International Shia News Agency

AP/Venezuela outcry as US drama Legends maligns president Nicolás Maduro

Shafaqna – Associated Press: Critics have mostly ignored the new US spy drama Legends, but it’s creating a furore in Venezuela.

Officials in the South American country are denouncing the show for portraying the socialist government stockpiling nerve gas to quash dissent.

The telecommunications commission opened an investigation on Tuesday into the series over an episode in which a character names president Nicolás Maduro and his socialist PSUV party as the buyer of chemical weapons.

On Monday, the minister of information, Delcy Rodriguez, denounced the script as hostile and “imperialist”.

The show’s producer, Fox 21, apologised and said the show was intended as fiction.

“The producers did not intend to imply that the show was reporting any actual events when it mentioned President Maduro’s name. We sincerely apologise to President Maduro,” the company said in a statement.

In the episode in question, “Lords of War,” the star of the show tortures a terrorist, demanding to know who is buying his chemical weapons. Eventually the terrorist splutters, “Maduro! PSUV! They’re worried about the civil unrest in Venezuela.”

Venezuela was wracked by anti-government street protests this spring, and international observers accused the government of violating human rights in cracking down on the unrest, though never of using chemical weapons.

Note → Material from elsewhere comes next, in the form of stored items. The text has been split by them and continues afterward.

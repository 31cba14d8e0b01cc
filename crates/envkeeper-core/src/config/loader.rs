//! Environment descriptor loading, validation and persistence

use crate::error::{Error, Result};
use crate::types::{normalize_plugin_path, EnvironmentDescriptor, RequestedVersion};
use camino::{Utf8Path, Utf8PathBuf};
use std::collections::HashSet;
use std::fs;
use tracing::debug;

/// Descriptor file name searched for in the environment root
pub const DESCRIPTOR_FILE_NAME: &str = "environment.json";

/// A loaded and validated descriptor together with its location
#[derive(Debug, Clone)]
pub struct DescriptorFile {
    /// The parsed descriptor
    pub descriptor: EnvironmentDescriptor,

    /// Path to the descriptor file
    pub path: Utf8PathBuf,

    /// Environment root (directory containing the descriptor)
    pub root: Utf8PathBuf,
}

impl DescriptorFile {
    /// Load the descriptor from an environment directory, or search the
    /// current directory and its parents when none is given
    pub fn load(dir: Option<&Utf8Path>) -> Result<Self> {
        match dir {
            Some(dir) => Self::load_file(&dir.join(DESCRIPTOR_FILE_NAME)),
            None => {
                let cwd = std::env::current_dir()?;
                let cwd = Utf8PathBuf::try_from(cwd).map_err(|_| {
                    Error::invalid_config("Current directory path is not valid UTF-8")
                })?;
                Self::find(&cwd)
            }
        }
    }

    /// Load a specific descriptor file
    pub fn load_file(path: &Utf8Path) -> Result<Self> {
        let content = fs::read_to_string(path).map_err(|e| {
            if e.kind() == std::io::ErrorKind::NotFound {
                Error::descriptor_not_found(path.as_str())
            } else {
                Error::Io(e)
            }
        })?;

        let descriptor = Self::parse(&content)
            .map_err(|e| match e {
                Error::JsonParse(json) => Error::invalid_config(format!("{}: {}", path, json)),
                other => other,
            })?;

        debug!(
            "Loaded descriptor {} with {} plugins",
            path,
            descriptor.plugins.len()
        );

        let root = path
            .parent()
            .map(|p| p.to_owned())
            .unwrap_or_else(|| Utf8PathBuf::from("."));

        Ok(Self {
            descriptor,
            path: path.to_owned(),
            root,
        })
    }

    /// Search `start` and its parents for a descriptor
    pub fn find(start: &Utf8Path) -> Result<Self> {
        let mut current = start;

        loop {
            let candidate = current.join(DESCRIPTOR_FILE_NAME);
            if candidate.exists() {
                return Self::load_file(&candidate);
            }

            match current.parent() {
                Some(parent) => current = parent,
                None => break,
            }
        }

        Err(Error::descriptor_not_found(format!(
            "{} (searched {} and parent directories)",
            DESCRIPTOR_FILE_NAME, start
        )))
    }

    /// Parse and validate descriptor text
    pub fn parse(content: &str) -> Result<EnvironmentDescriptor> {
        let descriptor: EnvironmentDescriptor = serde_json::from_str(content)?;
        validate(&descriptor)?;
        Ok(descriptor)
    }

    /// Write a new descriptor into `dir`
    pub fn create(dir: &Utf8Path, descriptor: EnvironmentDescriptor, force: bool) -> Result<Self> {
        validate(&descriptor)?;

        let path = dir.join(DESCRIPTOR_FILE_NAME);
        if path.exists() && !force {
            return Err(Error::descriptor_exists(path.as_str()));
        }

        fs::create_dir_all(dir)?;
        let file = Self {
            descriptor,
            path,
            root: dir.to_owned(),
        };
        file.save()?;
        Ok(file)
    }

    /// Validate and write the descriptor back to its file
    pub fn save(&self) -> Result<()> {
        validate(&self.descriptor)?;

        let mut content = serde_json::to_string_pretty(&self.descriptor)?;
        content.push('\n');

        let temp_path = self.path.with_extension("json.tmp");
        fs::write(&temp_path, content)?;
        fs::rename(&temp_path, &self.path)?;

        debug!("Saved descriptor {}", self.path);
        Ok(())
    }
}

/// Check the structural invariants of a descriptor
///
/// Any defect rejects the whole descriptor; nothing is silently dropped.
pub fn validate(descriptor: &EnvironmentDescriptor) -> Result<()> {
    if let RequestedVersion::Invalid { raw, reason } = descriptor.requested_version() {
        return Err(Error::invalid_version(raw, reason));
    }

    let mut seen = HashSet::new();
    for (index, plugin) in descriptor.plugins.iter().enumerate() {
        let path = normalize_plugin_path(&plugin.path);

        if path.trim().is_empty() {
            return Err(Error::invalid_plugin(index, "path is empty"));
        }
        if is_absolute(&path) {
            return Err(Error::invalid_plugin(
                index,
                format!("path '{}' must be relative", plugin.path),
            ));
        }
        if path.split('/').any(|segment| segment == "..") {
            return Err(Error::invalid_plugin(
                index,
                format!("path '{}' must not leave the environment root", plugin.path),
            ));
        }
        if !seen.insert(path.clone()) {
            return Err(Error::invalid_plugin(
                index,
                format!("path '{}' is declared more than once", plugin.path),
            ));
        }
    }

    Ok(())
}

fn is_absolute(path: &str) -> bool {
    let bytes = path.as_bytes();
    path.starts_with('/') || (bytes.len() >= 2 && bytes[1] == b':' && bytes[0].is_ascii_alphabetic())
}
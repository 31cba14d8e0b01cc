//! Terminal output utilities

use console::style;
use envkeeper_core::types::StatusItem;
use envkeeper_platform::{DownloadProgress, RemovalAction, RemovalReport};
use indicatif::{ProgressBar, ProgressStyle};

/// Print a success message
pub fn success(msg: &str) {
    println!("{} {}", style("✓").green().bold(), msg);
}

/// Print an error message
pub fn error(msg: &str) {
    eprintln!("{} {}", style("✗").red().bold(), msg);
}

/// Print a warning message
pub fn warning(msg: &str) {
    eprintln!("{} {}", style("⚠").yellow().bold(), msg);
}

/// Print an info message
pub fn info(msg: &str) {
    println!("{} {}", style("ℹ").blue().bold(), msg);
}

/// Print a header
pub fn header(msg: &str) {
    println!("\n{}", style(msg).bold().underlined());
}

/// Print a key-value pair
pub fn kv(key: &str, value: &str) {
    println!("  {}: {}", style(key).dim(), value);
}

/// Print one status item with its drifted files
pub fn status_item(item: &StatusItem) {
    let line = item.to_string();
    if item.is_up_to_date() {
        success(&line);
    } else {
        println!("{} {}", style("✗").red().bold(), line);
    }

    if let StatusItem::Platform(platform) = item {
        for file in platform.files() {
            println!("    {} {}", style(file.drift).yellow(), file.path);
        }
    }
}

/// Print the decisions of a removal run
pub fn removal_report(report: &RemovalReport) {
    let verb = if report.dry_run { "would remove" } else { "removed" };
    for record in &report.entries {
        let suffix = if record.is_dir { "/" } else { "" };
        match record.action {
            RemovalAction::Removed => {
                println!("  {} {}{}", style(verb).red(), record.path, suffix)
            }
            RemovalAction::Preserved => {
                println!("  {} {}{}", style("kept").green(), record.path, suffix)
            }
        }
    }
}

/// Create a spinner
pub fn spinner(msg: &str) -> ProgressBar {
    let pb = ProgressBar::new_spinner();
    pb.set_style(
        ProgressStyle::with_template("{spinner:.blue} {msg}")
            .unwrap()
            .tick_chars("⠋⠙⠹⠸⠼⠴⠦⠧⠇⠏"),
    );
    pb.set_message(msg.to_string());
    pb.enable_steady_tick(std::time::Duration::from_millis(100));
    pb
}

/// Progress bar fed by archive download callbacks
///
/// Starts as a spinner and switches to a byte bar once the server announces
/// a content length.
pub struct DownloadBar {
    pb: ProgressBar,
    sized: bool,
}

impl DownloadBar {
    /// Create a download bar, drawn nowhere when `hidden`
    pub fn new(msg: &str, hidden: bool) -> Self {
        let pb = if hidden {
            ProgressBar::hidden()
        } else {
            ProgressBar::new_spinner()
        };
        pb.set_message(msg.to_string());
        Self { pb, sized: false }
    }

    /// Apply one progress update
    pub fn update(&mut self, progress: &DownloadProgress) {
        if !self.sized {
            if let Some(total) = progress.total_bytes {
                self.pb.set_length(total);
                self.pb.set_style(
                    ProgressStyle::with_template(
                        "{spinner:.green} [{bar:40.cyan/blue}] {bytes}/{total_bytes} {msg}",
                    )
                    .unwrap()
                    .progress_chars("#>-"),
                );
                self.sized = true;
            }
        }
        self.pb.set_position(progress.downloaded_bytes);
    }

    /// Remove the bar from the terminal
    pub fn finish(&self) {
        self.pb.finish_and_clear();
    }
}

On Twitter, Rodriguez denounced the “lies and manipulations” presented in the brief scene, which she said was part of a “Hollywood-type script typical in its imperialist actions against legitimate governments”.

Legends, starring Sean Bean as an undercover FBI operative, came on screen last month to tepid reviews.

On Tuesday, government critics were posting the 20-second clip with the heading, “the scene Maduro doesn’t want you to see”.

It’s not the first time Venezuela has tussled with the US entertainment industry.

In 2006, the government led by the late president Hugo Chavez accused a US gaming company of doing Washington’s bidding by releasing a computer game based on the overthrow of an imaginary Venezuelan “tyrant”.

Last year, the US spy drama Homeland portrayed Venezuela as a lawless hellscape. An outlaw character was depicted hiding out in a Caracas skyscraper-turned-slum with thugs who killed people and molested children with impunity. No official repercussions followed.